What you need to do: Your reply should be made up of every line in the records below that holds the string "execution".

Saved data entries:
------------------------
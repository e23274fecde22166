//! [`PostgresConnector`] -- PostgreSQL-backed [`SchemaConnector`]
//! implementation, built on the synchronous `postgres` crate.

use std::sync::Mutex;

use nexus_connector::{
    CanonicalType, ColumnInfo, ConnectorError, Dialect, IndexInfo, Result, SchemaConnector,
    SqlParam, SqlRow, SqlValue,
};
use nexus_schema::{DefaultValue, Field, Index};
use postgres::types::ToSql;
use postgres::Client;
use tracing::{debug, trace};

use crate::parse_sql_type::parse_sql_type;
use crate::type_mapping;

/// PostgreSQL-backed implementation of [`SchemaConnector`].
///
/// `postgres::Client::query` takes `&mut self`, so the client is kept
/// behind a `Mutex` for the same reason `SqliteConnector` wraps its
/// connection -- the trait's methods only borrow `&self`.
pub struct PostgresConnector {
    client: Mutex<Client>,
}

impl PostgresConnector {
    /// Wraps an existing PostgreSQL client.
    pub fn new(client: Client) -> Self {
        Self {
            client: Mutex::new(client),
        }
    }

    fn lock(&self) -> std::sync::MutexGuard<'_, Client> {
        self.client.lock().unwrap_or_else(|e| e.into_inner())
    }

    fn column_def(&self, field: &Field) -> String {
        let mut parts = vec![format!("\"{}\" {}", field.name, self.type_mapping(field))];
        if !field.nullable {
            parts.push("NOT NULL".to_string());
        }
        if field.primary_key {
            parts.push("PRIMARY KEY".to_string());
        }
        if field.unique && !field.primary_key {
            parts.push("UNIQUE".to_string());
        }
        if let Some(default) = &field.default {
            parts.push(format!("DEFAULT {}", self.render_default(default)));
        }
        parts.join(" ")
    }
}

impl SchemaConnector for PostgresConnector {
    fn dialect(&self) -> Dialect {
        Dialect::Postgres
    }

    fn driver_name(&self) -> &'static str {
        "postgres"
    }

    fn quote(&self, identifier: &str) -> String {
        format!("\"{identifier}\"")
    }

    fn placeholder(&self, i: u32) -> String {
        format!("${i}")
    }

    fn type_mapping(&self, field: &Field) -> String {
        type_mapping::postgres_type(field)
    }

    fn canonical_type(&self, sql_type: &str) -> CanonicalType {
        parse_sql_type(Dialect::Postgres, sql_type)
    }

    fn render_default(&self, default: &DefaultValue) -> String {
        type_mapping::render_default_postgres(default)
    }

    fn supports_returning(&self) -> bool {
        true
    }

    fn supports_upsert(&self) -> bool {
        true
    }

    fn supports_ddl_transactions(&self) -> bool {
        true
    }

    fn create_table_sql(&self, table: &str, fields: &[Field]) -> String {
        let cols: Vec<String> = fields.iter().map(|f| self.column_def(f)).collect();
        format!(
            "CREATE TABLE IF NOT EXISTS \"{table}\" (\n  {}\n)",
            cols.join(",\n  ")
        )
    }

    fn drop_table_sql(&self, table: &str) -> String {
        format!("DROP TABLE \"{table}\" CASCADE")
    }

    fn create_index_sql(&self, table: &str, index: &Index) -> String {
        let unique = if index.unique { "UNIQUE " } else { "" };
        let cols: Vec<String> = index.fields.iter().map(|c| format!("\"{c}\"")).collect();
        format!(
            "CREATE {unique}INDEX \"{}\" ON \"{table}\" ({})",
            index.name,
            cols.join(", ")
        )
    }

    fn drop_index_sql(&self, _table: &str, index_name: &str) -> String {
        format!("DROP INDEX \"{index_name}\"")
    }

    fn add_column_sql(&self, table: &str, field: &Field) -> String {
        format!("ALTER TABLE \"{table}\" ADD COLUMN {}", self.column_def(field))
    }

    fn drop_column_sql(&self, table: &str, column: &str) -> String {
        format!("ALTER TABLE \"{table}\" DROP COLUMN \"{column}\"")
    }

    fn rename_column_sql(&self, table: &str, from: &str, to: &str) -> String {
        format!("ALTER TABLE \"{table}\" RENAME COLUMN \"{from}\" TO \"{to}\"")
    }

    fn execute_raw(&self, sql: &str) -> Result<()> {
        trace!(sql, "executing raw batch");
        self.lock()
            .batch_execute(sql)
            .map_err(|e| ConnectorError::driver("executing statement batch", e))
    }

    fn execute_params(&self, sql: &str, params: &[SqlParam]) -> Result<u64> {
        trace!(sql, "executing parameterized statement");
        let boxed: Vec<Box<dyn ToSql + Sync>> = params.iter().map(param_to_postgres).collect();
        let refs: Vec<&(dyn ToSql + Sync)> = boxed.iter().map(|b| b.as_ref()).collect();
        self.lock()
            .execute(sql, refs.as_slice())
            .map_err(|e| ConnectorError::driver("executing parameterized statement", e))
    }

    fn query_params(&self, sql: &str, params: &[SqlParam]) -> Result<Vec<SqlRow>> {
        trace!(sql, "executing parameterized query");
        let boxed: Vec<Box<dyn ToSql + Sync>> = params.iter().map(param_to_postgres).collect();
        let refs: Vec<&(dyn ToSql + Sync)> = boxed.iter().map(|b| b.as_ref()).collect();
        let rows = self
            .lock()
            .query(sql, refs.as_slice())
            .map_err(|e| ConnectorError::driver("executing parameterized query", e))?;
        Ok(rows.iter().map(postgres_row_to_sql_row).collect())
    }

    fn introspect_tables(&self) -> Result<Vec<String>> {
        let mut client = self.lock();
        let rows = client
            .query(
                "SELECT tablename FROM pg_catalog.pg_tables \
                 WHERE schemaname = 'public' AND tablename NOT LIKE '\\_nexus\\_%' \
                 ORDER BY tablename",
                &[],
            )
            .map_err(|e| ConnectorError::driver("listing tables", e))?;
        let names: Vec<String> = rows.iter().map(|row| row.get(0)).collect();
        debug!(count = names.len(), "introspected tables");
        Ok(names)
    }

    fn introspect_columns(&self, table: &str) -> Result<Vec<ColumnInfo>> {
        let mut client = self.lock();
        let rows = client
            .query(
                "SELECT column_name, data_type, is_nullable, column_default, \
                        character_maximum_length, numeric_precision, numeric_scale \
                 FROM information_schema.columns \
                 WHERE table_schema = 'public' AND table_name = $1 \
                 ORDER BY ordinal_position",
                &[&table],
            )
            .map_err(|e| ConnectorError::driver(format!("introspecting columns of '{table}'"), e))?;

        let pk_rows = client
            .query(
                "SELECT a.attname FROM pg_index i \
                 JOIN pg_attribute a ON a.attrelid = i.indrelid AND a.attnum = ANY(i.indkey) \
                 WHERE i.indrelid = $1::regclass AND i.indisprimary",
                &[&table],
            )
            .map_err(|e| ConnectorError::driver(format!("introspecting primary key of '{table}'"), e))?;
        let pk_names: std::collections::HashSet<String> =
            pk_rows.iter().map(|row| row.get::<_, String>(0)).collect();

        Ok(rows
            .iter()
            .map(|row| {
                let name: String = row.get(0);
                let data_type: String = row.get(1);
                let is_nullable: String = row.get(2);
                let default_expr: Option<String> = row.get(3);
                let char_len: Option<i32> = row.get(4);
                let num_precision: Option<i32> = row.get(5);
                let num_scale: Option<i32> = row.get(6);
                let auto_increment = default_expr
                    .as_deref()
                    .map(|d| d.starts_with("nextval("))
                    .unwrap_or(false);
                // `information_schema.columns.data_type` reports a bare type
                // name ("character varying", "numeric") with no size --
                // unlike MySQL's `column_type`, which already carries it --
                // so the size columns are appended here to keep
                // `parse_sql_type` comparing like with like against a
                // schema field's own canonicalized size.
                let sql_type = match (char_len, num_precision, num_scale) {
                    (Some(len), _, _) => format!("{data_type}({len})"),
                    (None, Some(p), Some(s)) => format!("{data_type}({p},{s})"),
                    (None, Some(p), None) => format!("{data_type}({p})"),
                    (None, None, _) => data_type,
                };
                ColumnInfo {
                    primary_key: pk_names.contains(&name),
                    name,
                    sql_type,
                    nullable: is_nullable == "YES",
                    unique: false,
                    default_expr,
                    auto_increment,
                }
            })
            .collect())
    }

    fn introspect_indexes(&self, table: &str) -> Result<Vec<IndexInfo>> {
        let mut client = self.lock();
        let rows = client
            .query(
                "SELECT ic.relname AS index_name, ix.indisunique, a.attname \
                 FROM pg_class t \
                 JOIN pg_index ix ON t.oid = ix.indrelid \
                 JOIN pg_class ic ON ic.oid = ix.indexrelid \
                 JOIN pg_attribute a ON a.attrelid = t.oid AND a.attnum = ANY(ix.indkey) \
                 WHERE t.relname = $1 AND NOT ix.indisprimary \
                 ORDER BY ic.relname",
                &[&table],
            )
            .map_err(|e| ConnectorError::driver(format!("introspecting indexes of '{table}'"), e))?;

        let mut by_name: std::collections::BTreeMap<String, (bool, Vec<String>)> =
            std::collections::BTreeMap::new();
        for row in rows {
            let name: String = row.get(0);
            let unique: bool = row.get(1);
            let col: String = row.get(2);
            let entry = by_name.entry(name).or_insert((unique, Vec::new()));
            entry.1.push(col);
        }
        Ok(by_name
            .into_iter()
            .map(|(name, (unique, columns))| IndexInfo { name, unique, columns })
            .collect())
    }
}

fn param_to_postgres(param: &SqlParam) -> Box<dyn ToSql + Sync> {
    match param {
        SqlParam::Text(s) => Box::new(s.clone()),
        SqlParam::Int(i) => Box::new(*i),
        SqlParam::Null => Box::new(None::<String>),
    }
}

/// Decodes a `postgres::Row` into a [`SqlRow`], branching on the column's
/// reported type since there is no single `FromSql` impl that covers every
/// column our bookkeeping tables use.
fn postgres_row_to_sql_row(row: &postgres::Row) -> SqlRow {
    use postgres::types::Type;
    (0..row.len())
        .map(|i| match *row.columns()[i].type_() {
            Type::INT8 => row.get::<_, Option<i64>>(i).map(SqlValue::Int).unwrap_or(SqlValue::Null),
            Type::INT4 => row
                .get::<_, Option<i32>>(i)
                .map(|v| SqlValue::Int(v as i64))
                .unwrap_or(SqlValue::Null),
            Type::INT2 => row
                .get::<_, Option<i16>>(i)
                .map(|v| SqlValue::Int(v as i64))
                .unwrap_or(SqlValue::Null),
            _ => row.get::<_, Option<String>>(i).map(SqlValue::Text).unwrap_or(SqlValue::Null),
        })
        .collect()
}
//! SQL safety validation of spec §4.6.4: errors block execution, warnings
//! are a courtesy reminder only.

use nexus_connector::Migration;
use regex::Regex;
use std::sync::OnceLock;

/// The severity of a single [`Finding`].
#[derive(Debug, Clone, Copy, PartialEq, Eq)]
pub enum Severity {
    /// Blocks execution.
    Error,
    /// Printed as a reminder; does not block execution.
    Warning,
}

/// A single validation finding against a migration's SQL.
#[derive(Debug, Clone, PartialEq, Eq)]
pub struct Finding {
    /// Whether this finding blocks execution.
    pub severity: Severity,
    /// Human-readable description.
    pub message: String,
}

/// The aggregated result of validating a migration's up-SQL (and down-SQL,
/// if non-empty).
#[derive(Debug, Clone, Default, PartialEq, Eq)]
pub struct ValidationResult {
    /// Every finding, in discovery order.
    pub findings: Vec<Finding>,
}

impl ValidationResult {
    /// `true` if any finding is an [`Severity::Error`].
    pub fn has_errors(&self) -> bool {
        self.findings.iter().any(|f| f.severity == Severity::Error)
    }

    /// `true` if any finding is a [`Severity::Warning`].
    pub fn has_warnings(&self) -> bool {
        self.findings.iter().any(|f| f.severity == Severity::Warning)
    }

    /// Every error-severity finding.
    pub fn errors(&self) -> impl Iterator<Item = &Finding> {
        self.findings.iter().filter(|f| f.severity == Severity::Error)
    }

    /// Every warning-severity finding.
    pub fn warnings(&self) -> impl Iterator<Item = &Finding> {
        self.findings.iter().filter(|f| f.severity == Severity::Warning)
    }
}

/// Validates a migration's up-SQL, and its down-SQL if non-empty, per spec
/// §4.6.4.
pub fn validate(migration: &Migration) -> ValidationResult {
    let mut findings = Vec::new();

    if migration.up_sql.trim().is_empty() {
        findings.push(error("up-SQL is empty"));
        return ValidationResult { findings };
    }

    check_sql(&migration.up_sql, &mut findings);
    if !migration.down_sql.trim().is_empty() {
        check_sql(&migration.down_sql, &mut findings);
    }

    ValidationResult { findings }
}

fn check_sql(sql: &str, findings: &mut Vec<Finding>) {
    if let Some(msg) = unbalanced_quotes(sql) {
        findings.push(error(msg));
    }
    if let Some(msg) = unbalanced_parens(sql) {
        findings.push(error(msg));
    }
    check_warnings(sql, findings);
}

/// Scans for unterminated single- or double-quoted strings, treating a
/// doubled quote (`''`, `""`) as an escaped literal quote rather than a
/// terminator.
fn unbalanced_quotes(sql: &str) -> Option<String> {
    let mut chars = sql.chars().peekable();
    let mut in_single = false;
    let mut in_double = false;

    while let Some(c) = chars.next() {
        match c {
            '\'' if !in_double => {
                if in_single && chars.peek() == Some(&'\'') {
                    chars.next();
                    continue;
                }
                in_single = !in_single;
            }
            '"' if !in_single => {
                if in_double && chars.peek() == Some(&'"') {
                    chars.next();
                    continue;
                }
                in_double = !in_double;
            }
            _ => {}
        }
    }

    if in_single {
        Some("unbalanced single quote".to_string())
    } else if in_double {
        Some("unbalanced double quote".to_string())
    } else {
        None
    }
}

/// Scans for unbalanced parentheses, ignoring anything inside a string
/// literal.
fn unbalanced_parens(sql: &str) -> Option<String> {
    let mut depth: i64 = 0;
    let mut in_single = false;
    let mut in_double = false;
    let mut chars = sql.chars().peekable();

    while let Some(c) = chars.next() {
        match c {
            '\'' if !in_double => {
                if in_single && chars.peek() == Some(&'\'') {
                    chars.next();
                    continue;
                }
                in_single = !in_single;
            }
            '"' if !in_single => {
                if in_double && chars.peek() == Some(&'"') {
                    chars.next();
                    continue;
                }
                in_double = !in_double;
            }
            '(' if !in_single && !in_double => depth += 1,
            ')' if !in_single && !in_double => depth -= 1,
            _ => {}
        }
        if depth < 0 {
            return Some("unbalanced parentheses: unexpected ')'".to_string());
        }
    }

    if depth != 0 {
        Some("unbalanced parentheses".to_string())
    } else {
        None
    }
}

fn check_warnings(sql: &str, findings: &mut Vec<Finding>) {
    if drop_database_re().is_match(sql) {
        findings.push(warning("contains DROP DATABASE"));
    }
    if drop_schema_re().is_match(sql) {
        findings.push(warning("contains DROP SCHEMA"));
    }
    if truncate_re().is_match(sql) {
        findings.push(warning("contains TRUNCATE TABLE"));
    }
    if drop_table_re().is_match(sql) {
        findings.push(warning("contains DROP TABLE"));
    }
    for m in delete_re().captures_iter(sql) {
        let rest = &sql[m.get(0).unwrap().end()..];
        if !has_where_before_next_statement(rest) {
            findings.push(warning(format!("DELETE FROM {} has no WHERE clause", &m[1])));
        }
    }
    for m in update_re().captures_iter(sql) {
        let rest = &sql[m.get(0).unwrap().end()..];
        if !has_where_before_next_statement(rest) {
            findings.push(warning(format!("UPDATE {} has no WHERE clause", &m[1])));
        }
    }
}

/// `true` if a `WHERE` keyword appears before the next statement
/// terminator (`;`) or the end of the string.
fn has_where_before_next_statement(rest: &str) -> bool {
    let boundary = rest.find(';').unwrap_or(rest.len());
    let clause = &rest[..boundary];
    clause.to_ascii_uppercase().contains("WHERE")
}

fn error(message: impl Into<String>) -> Finding {
    Finding {
        severity: Severity::Error,
        message: message.into(),
    }
}

fn warning(message: impl Into<String>) -> Finding {
    Finding {
        severity: Severity::Warning,
        message: message.into(),
    }
}

fn drop_database_re() -> &'static Regex {
    static RE: OnceLock<Regex> = OnceLock::new();
    RE.get_or_init(|| Regex::new(r"(?i)\bDROP\s+DATABASE\b").unwrap())
}

fn drop_schema_re() -> &'static Regex {
    static RE: OnceLock<Regex> = OnceLock::new();
    RE.get_or_init(|| Regex::new(r"(?i)\bDROP\s+SCHEMA\b").unwrap())
}

fn truncate_re() -> &'static Regex {
    static RE: OnceLock<Regex> = OnceLock::new();
    RE.get_or_init(|| Regex::new(r"(?i)\bTRUNCATE\s+TABLE\b").unwrap())
}

fn drop_table_re() -> &'static Regex {
    static RE: OnceLock<Regex> = OnceLock::new();
    RE.get_or_init(|| Regex::new(r"(?i)\bDROP\s+TABLE\b").unwrap())
}

fn delete_re() -> &'static Regex {
    static RE: OnceLock<Regex> = OnceLock::new();
    RE.get_or_init(|| Regex::new(r#"(?i)\bDELETE\s+FROM\s+["`]?([A-Za-z_][A-Za-z0-9_]*)["`]?"#).unwrap())
}

fn update_re() -> &'static Regex {
    static RE: OnceLock<Regex> = OnceLock::new();
    RE.get_or_init(|| Regex::new(r#"(?i)\bUPDATE\s+["`]?([A-Za-z_][A-Za-z0-9_]*)["`]?\s+SET\b"#).unwrap())
}

#[cfg(test)]
mod tests {
    use super::*;
    use pretty_assertions::assert_eq;

    fn migration(up: &str) -> Migration {
        Migration::new("20260101_000000", "m", up, "")
    }

    #[test]
    fn empty_up_sql_is_an_error() {
        let result = validate(&migration(""));
        assert!(result.has_errors());
    }

    #[test]
    fn balanced_sql_has_no_findings() {
        let result = validate(&migration("CREATE TABLE users (id INTEGER PRIMARY KEY, name TEXT DEFAULT 'it''s fine');"));
        assert!(!result.has_errors());
        assert!(!result.has_warnings());
    }

    #[test]
    fn unterminated_quote_is_an_error() {
        let result = validate(&migration("INSERT INTO t VALUES ('unterminated);"));
        assert!(result.has_errors());
    }

    #[test]
    fn unbalanced_parens_is_an_error() {
        let result = validate(&migration("CREATE TABLE t (id INTEGER;"));
        assert!(result.has_errors());
    }

    #[test]
    fn delete_without_where_warns() {
        let result = validate(&migration("DELETE FROM users;"));
        assert!(!result.has_errors());
        assert!(result.has_warnings());
        assert!(result.warnings().next().unwrap().message.contains("DELETE FROM users"));
    }

    #[test]
    fn delete_with_where_does_not_warn() {
        let result = validate(&migration("DELETE FROM users WHERE id = 1;"));
        assert!(!result.has_warnings());
    }

    #[test]
    fn drop_table_is_a_courtesy_warning_not_an_error() {
        let result = validate(&migration("DROP TABLE users;"));
        assert!(!result.has_errors());
        assert!(result.has_warnings());
    }
}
------------------------
Completed task:
//! SQL safety validation of spec §4.6.4: errors block execution, warnings
    /// Blocks execution.
    /// Printed as a reminder; does not block execution.
    /// Whether this finding blocks execution.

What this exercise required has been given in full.